* Your goal: Nothing but the lines holding the string "grade" should appear in the answer. Copy them from the entries.

* Supplied information:
◇ ◇ ◇
impl DetailRow {
    fn extract(item: ElementRef<'_>, base: &Url) -> Option<Self> {
        let image = item.select(&IMAGE).next();
        let image_url = image
            .and_then(|img| {
                img.value()
                    .attr("src")
                    .filter(|src| !src.is_empty())
                    .or_else(|| img.value().attr("data-src"))
            })
            .unwrap_or_default()
            .to_string();
        if image_url.contains(UNREVEALED_MARKER) {
            return None;
        }

        let view_href = item
            .select(&VIEW_LINK)
            .next()
            .and_then(|a| a.value().attr("href"))
            .unwrap_or_default();
        let detail_page_url = if view_href.is_empty() {
            String::new()
        } else {
            base.join(view_href).map(String::from).unwrap_or_default()
        };
        let join_key = (!detail_page_url.is_empty())
            .then(|| join_key(&detail_page_url, base))
            .flatten();

        Some(Self {
            name: surface_reading(item.select(&NAME).next()),
            nickname: surface_reading(item.select(&NICKNAME).next()),
            appeared_works: plain_text(item.select(&APPEARED_WORKS).next()),
            description: text_with_line_breaks(item.select(&DESCRIPTION).next()),
            image_url,
            detail_page_url,
            join_key,
            stats: stat_map(Some(item), &STATS),
            basics: basic_map(Some(item), &BASICS),
        })
    }

    fn stat(&self, label: &str) -> Option<i32> {
        self.stats
            .get(label)
            .map(String::as_str)
            .filter(|v| *v != UNKNOWN_STAT)
            .and_then(|v| v.parse().ok())
    }

    fn vocabulary<T: FromStr>(&self, label: &str) -> Option<T> {
        let raw = self.stats.get(label)?;
        if raw == UNKNOWN_STAT || raw.is_empty() {
            return None;
        }
        let parsed = raw.parse().ok();
        if parsed.is_none() {
            debug!("{}: unrecognized {} '{}'", self.name, label, raw);
        }
        parsed
    }

    fn basic(&self, label: &str) -> String {
        self.basics.get(label).cloned().unwrap_or_default()
    }

    fn reconcile(self, page: u32, index: &ListIndex) -> Result<PlayerRecord, DetailRowSkip> {
        let Some((join_key, entry)) = self
            .join_key
            .as_deref()
            .and_then(|key| index.get(key).map(|entry| (key.to_string(), entry)))
        else {
            return Err(DetailRowSkip::Unresolved(UnresolvedRow {
                page,
                name: self.name,
                join_key: self.join_key,
                detail_page_url: self.detail_page_url,
            }));
        };

        let id = if entry.display_id.is_empty() {
            join_key.clone()
        } else {
            entry.display_id.clone()
        };

        Ok(PlayerRecord {
            id,
            sequence_number: entry.sequence_number,
            kana_reading: entry.kana_reading.clone(),
            category_tags: entry.category_tags.clone(),
            affiliation_tags: entry.affiliation_tags.clone(),
            position: self.vocabulary("ポジション"),
            element: self.vocabulary("属性"),
            kick: self.stat("キック"),
            control: self.stat("コントロール"),
            technique: self.stat("テクニック"),
            pressure: self.stat("プレッシャー"),
            physical: self.stat("フィジカル"),
            agility: self.stat("アジリティ"),
            intelligence: self.stat("インテリジェンス"),
            age_group: self.basic("年代区分"),
            grade: self.basic("学年"),
            gender: self.basic("性別"),
            join_key,
            name: self.name,
            nickname: self.nickname,
            appeared_works: self.appeared_works,
            description: self.description,
            image_url: self.image_url,
            detail_page_url: self.detail_page_url,
        })
    }
}

/// Parse one detail page and reconcile its rows against `index`.
///
/// Unresolved rows are reported before the name filter is applied, so per
/// page `emitted + unresolved == rows extracted`.
pub fn parse_detail_page(
    html: &str,
    page: u32,
    base: &Url,
    index: &ListIndex,
) -> Vec<Result<PlayerRecord, DetailRowSkip>> {
    let document = Html::parse_document(html);
    document
        .select(&ITEM)
        .map(|item| {
            let row = DetailRow::extract(item, base).ok_or(DetailRowSkip::Unrevealed)?;
            let record = row.reconcile(page, index)?;
            if is_placeholder_name(&record.name) {
                return Err(DetailRowSkip::Unnamed);
            }
            Ok(record)
        })
        .collect()
}

/// Walk the detail pages and join every row against `index`.
///
/// Stops after `empty_stop` consecutive pages without an emitted record, or
/// at `max_pages`. Fetch failures abort the run.
#[instrument(skip(fetcher, config, index), fields(base = %config.base_url, indexed = index.len()))]
pub async fn harvest_players<F: PageFetcher>(
    fetcher: &F,
    config: &HarvestConfig,
    index: &ListIndex,
) -> Result<PlayerHarvest, HarvestError> {
    let mut harvest = PlayerHarvest::default();
    let mut streak = EmptyPageStreak::new(config.empty_stop);

    for page in 1..=config.max_pages {
        let url = config.detail_page_url(page)?;
        info!("Fetching detail page {}", page);
        let html = fetcher.fetch(&url, Some(&config.user_agent)).await?;

        let mut emitted = 0;
        for row in parse_detail_page(&html, page, &config.base_url, index) {
            match row {
                Ok(record) => {
                    harvest.players.push(record);
                    emitted += 1;
                }
                Err(DetailRowSkip::Unresolved(unresolved)) => {
                    warn!(
                        "page {}: unknown player {} (key: {})",
                        page,
                        unresolved.name,
                        unresolved.join_key.as_deref().unwrap_or("-")
                    );
                    harvest.skipped.record("unresolved");
                    harvest.unresolved.push(unresolved);
                }
                Err(reason) => {
                    debug!("page {}: skipped detail row ({})", page, reason.as_str());
                    harvest.skipped.record(reason.as_str());
                }
            }
        }

        if emitted > 0 {
            info!(
                "  got {} players (total: {})",
                emitted,
                harvest.players.len()
            );
        }
        if streak.record(emitted) == PageOutcome::Exhausted {
            info!(
                "  page {} was empty ({}/{}), stopping",
                page,
                streak.streak(),
                streak.threshold()
            );
            break;
        } else if emitted == 0 {
            info!(
                "  page {} was empty ({}/{})",
                page,
                streak.streak(),
                streak.threshold()
            );
        }
    }

    info!(
        "Harvested {} players, {} unresolved; skipped rows: [{}]",
        harvest.players.len(),
        harvest.unresolved.len(),
        harvest.skipped
    );
    Ok(harvest)
}

#[cfg(test)]
mod tests {
    use super::*;
    use crate::harvest::list_index::tests::PageMap;
    use crate::harvest::{DETAIL_USER_AGENT, Element, ListIndexEntry, Position};

    fn base() -> Url {
        Url::parse("https://zukan.example.jp").unwrap()
    }

    fn index() -> ListIndex {
        [
            (
                "k1".to_string(),
                ListIndexEntry {
                    display_id: "p001".into(),
                    kana_reading: "えんどう まもる".into(),
                    sequence_number: Some(1),
                    category_tags: vec!["キャプテン".into()],
                    affiliation_tags: vec!["雷門中".into()],
                },
            ),
            (
                "k2".to_string(),
                ListIndexEntry {
                    display_id: String::new(),
                    sequence_number: Some(2),
                    ..Default::default()
                },
            ),
        ]
        .into_iter()
        .collect()
    }

    fn item(key: &str, name: &str, img: &str, position: &str, kick: &str) -> String {
        format!(
            r#"<li>
                 <picture><img src="{img}"></picture>
                 <div class="nameBox"><span class="name"><ruby>{name}<rt>ふりがな</rt></ruby></span></div>
                 <div class="name"><span class="nickname">守護神</span></div>
                 <dl class="appearedWorks"><dt>登場作品</dt><dd> イナズマイレブン </dd></dl>
                 <p class="description">一行目<br>二行目</p>
                 <a class="verLink" href="/chara_model_view/?q={key}">view</a>
                 <ul class="param">
                   <li><dl><dt>ポジション</dt><dd><p>{position}</p></dd></dl></li>
                   <li><dl><dt>属性</dt><dd><p>山</p></dd></dl></li>
                   <li><dl><dt>キック</dt><dd><table><tr><td>{kick}</td></tr></table></dd></dl></li>
                   <li><dl><dt>コントロール</dt><dd><p>?</p></dd></dl></li>
                 </ul>
                 <ul class="basic">
                   <li><dl><dt>年代区分</dt><dd>中学生</dd></dl></li>
                   <li><dl><dt>学年</dt><dd>2年</dd></dl></li>
                   <li><dl><dt>性別</dt><dd>男</dd></dl></li>
                 </ul>
               </li>"#
        )
    }

    fn page(items: &[String]) -> String {
        format!(
            r#"<html><body><ul class="charaListBox">{}</ul></body></html>"#,
            items.concat()
        )
    }

    #[test]
    fn test_reconciled_record() {
        let html = page(&[item("k1", "円堂守", "/img/p001.png", "GK", "85")]);
        let rows = parse_detail_page(&html, 1, &base(), &index());
        let record = rows[0].clone().unwrap();

        assert_eq!(record.id, "p001");
        assert_eq!(record.join_key, "k1");
        assert_eq!(record.sequence_number, Some(1));
        assert_eq!(record.name, "円堂守");
        assert_eq!(record.kana_reading, "えんどう まもる");
        assert_eq!(record.nickname, "守護神");
        assert_eq!(record.appeared_works, "イナズマイレブン");
        assert_eq!(record.description, "一行目\n二行目");
        assert_eq!(record.image_url, "/img/p001.png");
        assert_eq!(
            record.detail_page_url,
            "https://zukan.example.jp/chara_model_view/?q=k1"
        );
        assert_eq!(record.position, Some(Position::GK));
        assert_eq!(record.element, Some(Element::Mountain));
        assert_eq!(record.kick, Some(85));
        assert_eq!(record.control, None);
        assert_eq!(record.technique, None);
        assert_eq!(record.age_group, "中学生");
        assert_eq!(record.grade, "2年");
        assert_eq!(record.gender, "男");
        assert_eq!(record.category_tags, vec!["キャプテン"]);
        assert_eq!(record.affiliation_tags, vec!["雷門中"]);
    }

    #[test]
    fn test_unknown_stat_maps_to_null() {
        let html = page(&[item("k1", "円堂守", "/img/a.png", "?", "?")]);
        let record = parse_detail_page(&html, 1, &base(), &index())[0]
            .clone()
            .unwrap();
        assert_eq!(record.position, None);
        assert_eq!(record.kick, None);
    }

    #[test]
    fn test_empty_display_id_falls_back_to_join_key() {
        let html = page(&[item("k2", "風丸一郎太", "/img/b.png", "DF", "70")]);
        let record = parse_detail_page(&html, 1, &base(), &index())[0]
            .clone()
            .unwrap();
        assert_eq!(record.id, "k2");
    }

    #[test]
    fn test_unrevealed_rows_never_emitted() {
        let html = page(&[
            item("k1", "円堂守", "/img/secret_01.png", "GK", "85"),
            r#"<li><picture><img data-src="/img/secret.png"></picture><div class="nameBox"><span class="name">豪炎寺</span></div><a class="verLink" href="/chara_model_view/?q=k1">v</a></li>"#
                .to_string(),
        ]);
        let rows = parse_detail_page(&html, 1, &base(), &index());
        assert_eq!(rows.len(), 2);
        assert!(rows.iter().all(|r| *r == Err(DetailRowSkip::Unrevealed)));
    }

    #[test]
    fn test_unresolved_rows_are_reported_not_emitted() {
        let html = page(&[
            item("k1", "円堂守", "/img/a.png", "GK", "85"),
            item("missing", "謎の選手", "/img/b.png", "FW", "60"),
            item("k2", "", "/img/c.png", "FW", "60"),
        ]);
        let rows = parse_detail_page(&html, 4, &base(), &index());

        let emitted = rows.iter().filter(|r| r.is_ok()).count();
        let unresolved: Vec<_> = rows
            .iter()
            .filter_map(|r| match r {
                Err(DetailRowSkip::Unresolved(u)) => Some(u.clone()),
                _ => None,
            })
            .collect();
        let unnamed = rows
            .iter()
            .filter(|r| **r == Err(DetailRowSkip::Unnamed))
            .count();

        assert_eq!(emitted + unresolved.len() + unnamed, rows.len());
        assert_eq!(unresolved.len(), 1);
        assert_eq!(unresolved[0].page, 4);
        assert_eq!(unresolved[0].name, "謎の選手");
        assert_eq!(unresolved[0].join_key.as_deref(), Some("missing"));
    }

    #[test]
    fn test_placeholder_name_filtered() {
        let html = page(&[item("k1", "？？？", "/img/a.png", "GK", "85")]);
        let rows = parse_detail_page(&html, 1, &base(), &index());
        assert_eq!(rows[0], Err(DetailRowSkip::Unnamed));
    }

    #[tokio::test]
    async fn test_harvest_pages_in_order_with_user_agent() {
        let config = HarvestConfig::builder()
            .base_url(base())
            .empty_stop(2)
            .build()
            .unwrap();
        let fetcher = PageMap::default()
            .with(
                config.detail_page_url(1).unwrap(),
                page(&[item("k1", "円堂守", "/img/a.png", "GK", "85")]),
            )
            .with(
                config.detail_page_url(2).unwrap(),
                page(&[
                    item("k2", "風丸一郎太", "/img/b.png", "DF", "70"),
                    item("zzz", "謎", "/img/c.png", "DF", "70"),
                ]),
            );

        let harvest = harvest_players(&fetcher, &config, &index()).await.unwrap();

        let names: Vec<_> = harvest.players.iter().map(|p| p.name.as_str()).collect();
        assert_eq!(names, vec!["円堂守", "風丸一郎太"]);
        assert_eq!(harvest.unresolved.len(), 1);
        assert_eq!(harvest.skipped.get("unresolved"), 1);
        assert_eq!(fetcher.request_count(), 4);
        assert!(
            fetcher
                .requests
                .borrow()
                .iter()
                .all(|(_, ua)| ua.as_deref() == Some(DETAIL_USER_AGENT))
        );
    }

    #[tokio::test]
    async fn test_page_of_only_unresolved_rows_counts_as_empty() {
        let config = HarvestConfig::builder()
            .base_url(base())
            .empty_stop(1)
            .build()
            .unwrap();
        let fetcher = PageMap::default()
            .with(
                config.detail_page_url(1).unwrap(),
                page(&[item("nope", "謎", "/img/c.png", "DF", "70")]),
            )
            .with(
                config.detail_page_url(2).unwrap(),
                page(&[item("k1", "円堂守", "/img/a.png", "GK", "85")]),
            );

        let harvest = harvest_players(&fetcher, &config, &index()).await.unwrap();
        assert!(harvest.players.is_empty());
        assert_eq!(fetcher.request_count(), 1);
    }
}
◇ ◇ ◇
* Response to this exercise:
            grade: self.basic("学年"),
        assert_eq!(record.grade, "2年");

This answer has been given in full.